Accessibility/Video a11y requirements

From MozillaWiki
< Accessibility
Revision as of 10:04, 5 October 2008 by Silviapfeiffer (talk | contribs) (moved a point from discussion to description)
Jump to navigation Jump to search

Accessibility for Web audio & video is an interesting beast. It is mainly referred as a need of extending content with functionality to allow people of varying disabilities (in particular deaf / blind) access to Web content.

However, such functionalities are not only usable by disabled people - they become quickly very useful to people that are not generally regarded as "disabled", e.g. subtitles for internationalisation or in loud environments, or the "mis"-use of captions for deep search and direct access to subparts of a video. (See for example the use cases at WHATWG wiki).

Therefore, the analysis of requirements for accessibility cannot stop at the requirements for disabled people, but will need to go further.

The aim here is to analyse as many requirements for attaching additional information to audio & video files for diverse purposes. Then we can generalise a framework for attaching such additional information, in particular to Ogg files/streams. And as a specialisation of this, we can eventually give solutions for captions and audio annotations in particular.

As an alternative to embedding some of this information into Ogg files, it is possible to keep them in a separate file and just refer to them as related to the a/v file. However, when we are talking about receiving a/v inside a Web browser (or more generally a Web client), we do not want to open a random number of connections to a Web server to receive an a/v stream. The aim is to receive exactly one stream of data and to have this stream of data flexibly include more or less additional information over the pure audio or video data. Also, video a11y should be the task of the video author, not the web page author.

Model of Video Resource

The description of how to include a certain data type into Ogg is generally straight-forward from its description and is therefore included below as a suggestion.


Additional Data tracks required for audio & video

Requirements for hearing-impaired people

Hearing-impaired people need a visual or haptic replacement for the auditive content of an audio or video file.

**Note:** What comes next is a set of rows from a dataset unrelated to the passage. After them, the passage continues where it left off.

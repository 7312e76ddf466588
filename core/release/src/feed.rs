//! Release feed client and version resolution.
//!
//! The feed is a GitHub-style releases API:
//!
//! ```text
//! GET {base}/{feed}/releases              -> [ { "tag_name": ..., "assets": [...] }, ... ]
//! GET {base}/{feed}/releases/tags/{tag}   -> { "tag_name": ..., "assets": [...] }
//! ```
//!
//! Only `tag_name` and `assets[].browser_download_url` are read; any other
//! shape is rejected. Every tag is parsed with
//! [`parse_tolerant`](crate::version::parse_tolerant) when the descriptor is
//! built, so a malformed tag fails the whole query instead of being skipped.

use semver::Version;
use serde::Deserialize;
use serde::de::DeserializeOwned;
use tracing::{debug, info};

use crate::error::{ReleaseError, Result};
use crate::http::{HttpPolicy, get_with_retry};
use crate::version::{compare, parse_tolerant};

/// Releases API of the openziti organisation.
pub const DEFAULT_FEED_URL: &str = "https://api.github.com/repos/openziti";

/// Media type requested from the releases API.
const GITHUB_ACCEPT: &str = "application/vnd.github.v3+json";

/// Page size requested when listing releases.
const RELEASES_PER_PAGE: u32 = 100;

#[derive(Debug, Deserialize)]
struct GitHubRelease {
    tag_name: String,
    assets: Vec<GitHubAsset>,
}

#[derive(Debug, Deserialize)]
struct GitHubAsset {
    browser_download_url: String,
}

/// One downloadable artifact of a release.
#[derive(Debug, Clone, PartialEq, Eq)]
pub struct AssetRef {
    /// Direct download URL of the artifact.
    pub download_url: String,
}

/// A release with its tag already parsed into a version.
#[derive(Debug, Clone, PartialEq, Eq)]
pub struct ReleaseDescriptor {
    /// The tag exactly as published.
    pub tag: String,
    /// The tag parsed as a semantic version.
    pub version: Version,
    /// Artifacts in feed order.
    pub assets: Vec<AssetRef>,
}

impl ReleaseDescriptor {
    /// Builds a descriptor, parsing `tag` tolerantly.
    ///
    /// # Errors
    ///
    /// Returns [`ReleaseError::Parse`] if the tag is not a version.
    pub fn new<I, S>(tag: impl Into<String>, download_urls: I) -> Result<Self>
    where
        I: IntoIterator<Item = S>,
        S: Into<String>,
    {
        let tag = tag.into();
        let version = parse_tolerant(&tag)?;
        let assets = download_urls
            .into_iter()
            .map(|url| AssetRef {
                download_url: url.into(),
            })
            .collect();
        Ok(Self {
            tag,
            version,
            assets,
        })
    }

    fn from_github(release: GitHubRelease) -> Result<Self> {
        Self::new(
            release.tag_name,
            release
                .assets
                .into_iter()
                .map(|asset| asset.browser_download_url),
        )
    }
}

/// Returns the release with the highest version.
///
/// Ties keep feed order.
///
/// # Errors
///
/// Returns [`ReleaseError::NoReleases`] if `releases` is empty.
pub fn highest_release(
    feed: &str,
    mut releases: Vec<ReleaseDescriptor>,
) -> Result<ReleaseDescriptor> {
    releases.sort_by(|a, b| compare(&b.version, &a.version));
    releases
        .into_iter()
        .next()
        .ok_or_else(|| ReleaseError::NoReleases {
            feed: feed.to_string(),
        })
}

/// Client for one release feed.
#[derive(Debug, Clone)]
pub struct ReleaseFeed {
    base_url: String,
    client: reqwest::Client,
    policy: HttpPolicy,
}

impl ReleaseFeed {
    /// Creates a client for the feed rooted at `base_url`.
    ///
    /// # Errors
    ///
    /// Returns [`ReleaseError::Client`] if the HTTP client cannot be built.
    pub fn new(base_url: impl Into<String>, policy: HttpPolicy) -> Result<Self> {
        let base_url = base_url.into().trim_end_matches('/').to_string();
        Ok(Self {
            base_url,
            client: policy.build_client()?,
            policy,
        })
    }

    /// Creates a client for [`DEFAULT_FEED_URL`] with the feed policy.
    ///
    /// # Errors
    ///
    /// Returns [`ReleaseError::Client`] if the HTTP client cannot be built.
    pub fn openziti() -> Result<Self> {
        Self::new(DEFAULT_FEED_URL, HttpPolicy::feed())
    }

    /// The base URL requests are made against.
    #[must_use]
    pub fn base_url(&self) -> &str {
        &self.base_url
    }

    /// URL listing all releases of `feed`.
    #[must_use]
    pub fn releases_url(&self, feed: &str) -> String {
        format!(
            "{}/{feed}/releases?per_page={RELEASES_PER_PAGE}",
            self.base_url
        )
    }

    /// URL of the release of `feed` tagged `tag`.
    #[must_use]
    pub fn release_url(&self, feed: &str, tag: &str) -> String {
        format!("{}/{feed}/releases/tags/{tag}", self.base_url)
    }

    /// Returns the release of `feed` with the highest semantic version.
    ///
    /// # Errors
    ///
    /// - [`ReleaseError::Parse`] if any release tag is not a version
    /// - [`ReleaseError::NoReleases`] if the feed has no releases
    /// - HTTP and decode errors from the query
    pub async fn resolve_latest(&self, feed: &str) -> Result<ReleaseDescriptor> {
        let url = self.releases_url(feed);
        let releases: Vec<GitHubRelease> = self.get_json(&url).await?;
        debug!(feed, count = releases.len(), "fetched release list");

        let releases = releases
            .into_iter()
            .map(ReleaseDescriptor::from_github)
            .collect::<Result<Vec<_>>>()?;

        let latest = highest_release(feed, releases)?;
        info!(feed, version = %latest.version, "resolved latest release");
        Ok(latest)
    }

    /// Returns the release of `feed` published under exactly `tag`.
    ///
    /// The tag is used as given; per-application spelling is applied by the
    /// caller through [`TagRule`](crate::apps::TagRule).
    ///
    /// # Errors
    ///
    /// - [`ReleaseError::NotFound`] if no release carries the tag
    /// - [`ReleaseError::Parse`] if the returned tag is not a version
    /// - HTTP and decode errors from the query
    pub async fn resolve_exact(&self, feed: &str, tag: &str) -> Result<ReleaseDescriptor> {
        let url = self.release_url(feed, tag);
        let release: GitHubRelease = self.get_json(&url).await?;
        let release = ReleaseDescriptor::from_github(release)?;
        info!(feed, tag, version = %release.version, "resolved release");
        Ok(release)
    }

    async fn get_json<T: DeserializeOwned>(&self, url: &str) -> Result<T> {
        let response = get_with_retry(&self.client, &self.policy, url, Some(GITHUB_ACCEPT)).await?;
        let body = response
            .bytes()
            .await
            .map_err(|source| ReleaseError::Transport {
                url: url.to_string(),
                source,
            })?;
        serde_json::from_slice(&body).map_err(|source| ReleaseError::Decode {
            url: url.to_string(),
            source,
        })
    }
}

The following channels are available to replace the auditive content of an audio or video file:

  • textual representation: text (or braille, which is a text display)
  • visual representation: sign-language

The following are actual technologies that can provide such channels for audio & video files:

Burned-in ("open") captions

  • caption text comprises the spoken content of an audio/video file plus a transcription of non-speech audio (speaker names, music, sound effects)
  • open captions are caption text that is irreversibly merged in the original video frames in such a way that all viewers have to watch them
  • open captions are in use today mostly for providing open subtitles on TV

Discussion:

  • (-) open captions are restrictive because they are just pixels in the video and the actual caption text is not directly accessible other than through OCR
  • (-) open captions can only be viewed and not (easily) be used for other purposes such as braille or search indexing
  • (-) in a digital world where the distribution of additional information can easily be achieved without destroying the format of the original data (both: video and text in this case), such a transfer of captions is not preferred
  • (-) no flexibility to turn off the captions
  • (-) you can have only one of them per video track (eg, one video per language)
  • (-) doesn't usually play nice with video
  • (+) no special software needs to be implemented to enable display of open captions in a video player

MULTIPLEX INTO OGG: not necessary, since it is part of the video track

Textual (closed) captions

Discussion:

  • (+) textual captions can be accessed as a textual representation of the video and used for purposes that go beyond the on-screen display, e.g. for display as braille or search purposes
  • (+) textual captions can be internationalised and given in multiple languages
  • (-) textual captions contain essentially the represented spoken content together with music description, sound effect description, and metadata like the speaker name together in one representation means, which makes them semantically difficult to distinguish
  • (-) being extra data that accompanies a video or audio file, a player needs to be specifically adapted to support display and handling of this kind of data

MULTIPLEX INTO OGG: as extra timed text track(s)

Bitmap (closed) captions

  • sometimes closed captions are represented as a a sequence of transparent bitmaps which are overlayed onto the video at given time offsets to display the closed captions (sometimes used on DVDs)

Discussion:

  • (-) like open captions, bitmap captions are restrictive because they are just pixels in the video and the actual caption text is not directly accessible other than through OCR
  • (-) bitmap captions can only be viewed and not (easily) be used for other purposes such as braille or search indexing
  • (+) bitmap captions can be internationalised and given in multiple languages
  • (+) you can have total control over the appearance of the text (eg,

move it to where it doesn't interfere with viewing, add font style with no need for player support, etc)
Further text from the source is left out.